_WORK REQUEST_. Within the listing that follows, state how many lines include the word "impl"; write only that number.

_MATERIAL SHOWN_.

◆ ◆ ◆ ◆ ◆ ◆ ◆

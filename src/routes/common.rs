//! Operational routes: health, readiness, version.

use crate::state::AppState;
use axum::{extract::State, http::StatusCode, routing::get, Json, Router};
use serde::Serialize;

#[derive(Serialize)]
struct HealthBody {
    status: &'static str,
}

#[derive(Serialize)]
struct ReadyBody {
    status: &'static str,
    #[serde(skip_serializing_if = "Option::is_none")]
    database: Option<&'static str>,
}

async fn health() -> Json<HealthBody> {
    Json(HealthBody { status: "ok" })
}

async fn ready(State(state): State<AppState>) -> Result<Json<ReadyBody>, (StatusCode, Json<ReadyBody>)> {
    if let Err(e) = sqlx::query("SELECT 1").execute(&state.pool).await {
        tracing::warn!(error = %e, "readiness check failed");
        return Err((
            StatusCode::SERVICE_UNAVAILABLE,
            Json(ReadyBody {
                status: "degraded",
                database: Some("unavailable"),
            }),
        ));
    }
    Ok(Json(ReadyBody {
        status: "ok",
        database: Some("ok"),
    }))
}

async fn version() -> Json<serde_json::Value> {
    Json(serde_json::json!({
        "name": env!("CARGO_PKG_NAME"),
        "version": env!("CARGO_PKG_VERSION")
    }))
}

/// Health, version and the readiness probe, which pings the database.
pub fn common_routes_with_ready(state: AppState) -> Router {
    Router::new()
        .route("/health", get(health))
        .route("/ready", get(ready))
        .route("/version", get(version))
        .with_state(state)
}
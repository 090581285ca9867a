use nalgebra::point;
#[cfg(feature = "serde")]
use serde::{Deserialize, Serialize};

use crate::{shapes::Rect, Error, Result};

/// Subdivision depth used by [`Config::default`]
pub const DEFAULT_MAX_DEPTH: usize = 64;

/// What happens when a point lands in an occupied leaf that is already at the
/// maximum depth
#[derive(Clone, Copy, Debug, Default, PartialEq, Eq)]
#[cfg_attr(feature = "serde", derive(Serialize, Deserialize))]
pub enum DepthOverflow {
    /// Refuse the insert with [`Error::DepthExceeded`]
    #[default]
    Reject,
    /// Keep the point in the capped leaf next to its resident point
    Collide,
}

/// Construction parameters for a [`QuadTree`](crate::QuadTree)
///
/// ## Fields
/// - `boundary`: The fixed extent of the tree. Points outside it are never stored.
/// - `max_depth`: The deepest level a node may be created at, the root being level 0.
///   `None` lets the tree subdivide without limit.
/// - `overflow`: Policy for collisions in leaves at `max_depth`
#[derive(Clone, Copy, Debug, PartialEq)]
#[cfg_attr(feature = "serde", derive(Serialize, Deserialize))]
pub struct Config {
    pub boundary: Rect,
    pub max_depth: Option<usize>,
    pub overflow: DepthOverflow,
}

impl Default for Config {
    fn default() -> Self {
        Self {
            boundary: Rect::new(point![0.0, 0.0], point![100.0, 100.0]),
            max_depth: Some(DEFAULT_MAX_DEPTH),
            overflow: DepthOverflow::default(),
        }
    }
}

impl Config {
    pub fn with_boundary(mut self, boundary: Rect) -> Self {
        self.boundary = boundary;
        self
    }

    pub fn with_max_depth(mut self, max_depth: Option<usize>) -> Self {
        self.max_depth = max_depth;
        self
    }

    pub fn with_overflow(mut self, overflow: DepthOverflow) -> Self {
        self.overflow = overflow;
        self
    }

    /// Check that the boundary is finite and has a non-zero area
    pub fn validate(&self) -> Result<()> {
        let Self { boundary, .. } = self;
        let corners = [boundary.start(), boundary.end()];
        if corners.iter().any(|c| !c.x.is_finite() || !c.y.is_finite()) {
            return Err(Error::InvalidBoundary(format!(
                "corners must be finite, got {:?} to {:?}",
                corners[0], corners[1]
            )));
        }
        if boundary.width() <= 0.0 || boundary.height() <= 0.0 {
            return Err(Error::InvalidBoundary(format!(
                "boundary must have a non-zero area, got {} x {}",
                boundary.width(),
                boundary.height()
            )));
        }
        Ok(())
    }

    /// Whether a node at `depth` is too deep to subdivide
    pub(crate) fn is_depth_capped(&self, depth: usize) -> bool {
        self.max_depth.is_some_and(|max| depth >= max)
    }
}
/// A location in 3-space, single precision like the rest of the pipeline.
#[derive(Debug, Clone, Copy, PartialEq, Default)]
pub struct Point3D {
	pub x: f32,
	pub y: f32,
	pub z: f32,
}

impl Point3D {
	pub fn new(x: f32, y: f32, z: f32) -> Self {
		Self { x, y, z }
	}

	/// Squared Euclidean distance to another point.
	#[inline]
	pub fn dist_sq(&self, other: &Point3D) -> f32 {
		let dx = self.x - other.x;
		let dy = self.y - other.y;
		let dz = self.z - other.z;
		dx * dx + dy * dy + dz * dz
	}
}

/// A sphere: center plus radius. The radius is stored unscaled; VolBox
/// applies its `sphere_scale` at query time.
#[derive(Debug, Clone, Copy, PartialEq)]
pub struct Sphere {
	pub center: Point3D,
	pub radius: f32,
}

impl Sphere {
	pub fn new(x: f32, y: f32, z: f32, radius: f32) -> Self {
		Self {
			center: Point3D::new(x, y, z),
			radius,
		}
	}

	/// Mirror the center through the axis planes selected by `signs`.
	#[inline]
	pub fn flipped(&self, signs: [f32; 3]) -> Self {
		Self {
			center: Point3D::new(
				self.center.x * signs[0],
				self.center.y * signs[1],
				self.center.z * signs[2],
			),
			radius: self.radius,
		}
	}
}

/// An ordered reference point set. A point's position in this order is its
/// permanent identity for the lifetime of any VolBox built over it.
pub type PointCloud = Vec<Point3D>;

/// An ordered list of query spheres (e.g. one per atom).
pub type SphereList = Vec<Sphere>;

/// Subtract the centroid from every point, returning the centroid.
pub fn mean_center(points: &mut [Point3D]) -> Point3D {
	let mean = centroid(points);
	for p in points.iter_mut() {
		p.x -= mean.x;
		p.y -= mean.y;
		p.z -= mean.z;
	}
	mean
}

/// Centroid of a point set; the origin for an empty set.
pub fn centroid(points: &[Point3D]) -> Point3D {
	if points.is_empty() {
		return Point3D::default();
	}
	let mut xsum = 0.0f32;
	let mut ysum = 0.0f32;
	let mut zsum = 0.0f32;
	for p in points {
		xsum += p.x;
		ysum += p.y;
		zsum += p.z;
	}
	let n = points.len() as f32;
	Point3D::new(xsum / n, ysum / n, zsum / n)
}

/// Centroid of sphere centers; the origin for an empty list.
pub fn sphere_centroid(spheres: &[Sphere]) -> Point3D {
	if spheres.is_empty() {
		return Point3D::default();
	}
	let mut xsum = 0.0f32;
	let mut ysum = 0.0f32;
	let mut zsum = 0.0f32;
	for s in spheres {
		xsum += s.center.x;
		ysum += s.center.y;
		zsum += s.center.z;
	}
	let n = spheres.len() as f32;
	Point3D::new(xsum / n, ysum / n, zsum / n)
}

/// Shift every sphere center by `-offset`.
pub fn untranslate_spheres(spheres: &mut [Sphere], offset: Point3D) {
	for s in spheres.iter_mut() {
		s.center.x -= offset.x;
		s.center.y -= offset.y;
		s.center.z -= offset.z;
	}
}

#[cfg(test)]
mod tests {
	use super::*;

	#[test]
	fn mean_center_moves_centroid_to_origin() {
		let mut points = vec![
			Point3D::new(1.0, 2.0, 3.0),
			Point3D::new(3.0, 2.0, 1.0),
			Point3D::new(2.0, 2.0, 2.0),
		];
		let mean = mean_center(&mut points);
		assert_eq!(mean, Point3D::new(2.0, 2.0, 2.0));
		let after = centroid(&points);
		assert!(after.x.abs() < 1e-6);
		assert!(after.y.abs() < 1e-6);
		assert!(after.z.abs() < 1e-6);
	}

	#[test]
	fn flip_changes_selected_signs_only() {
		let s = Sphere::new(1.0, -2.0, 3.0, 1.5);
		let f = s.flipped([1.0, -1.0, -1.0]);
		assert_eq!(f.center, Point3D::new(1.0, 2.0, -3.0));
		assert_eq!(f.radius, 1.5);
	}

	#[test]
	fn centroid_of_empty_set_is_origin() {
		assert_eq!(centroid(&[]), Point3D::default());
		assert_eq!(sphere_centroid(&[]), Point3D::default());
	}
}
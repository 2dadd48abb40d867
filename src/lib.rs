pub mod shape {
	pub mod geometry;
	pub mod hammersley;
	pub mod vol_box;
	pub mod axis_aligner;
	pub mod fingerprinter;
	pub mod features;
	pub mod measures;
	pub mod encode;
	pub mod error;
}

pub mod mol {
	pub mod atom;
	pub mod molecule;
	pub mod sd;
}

◆ ◆ ◆ ◆ ◆ ◆ ◆

_OUTPUT OF THE EXERCISE_. 4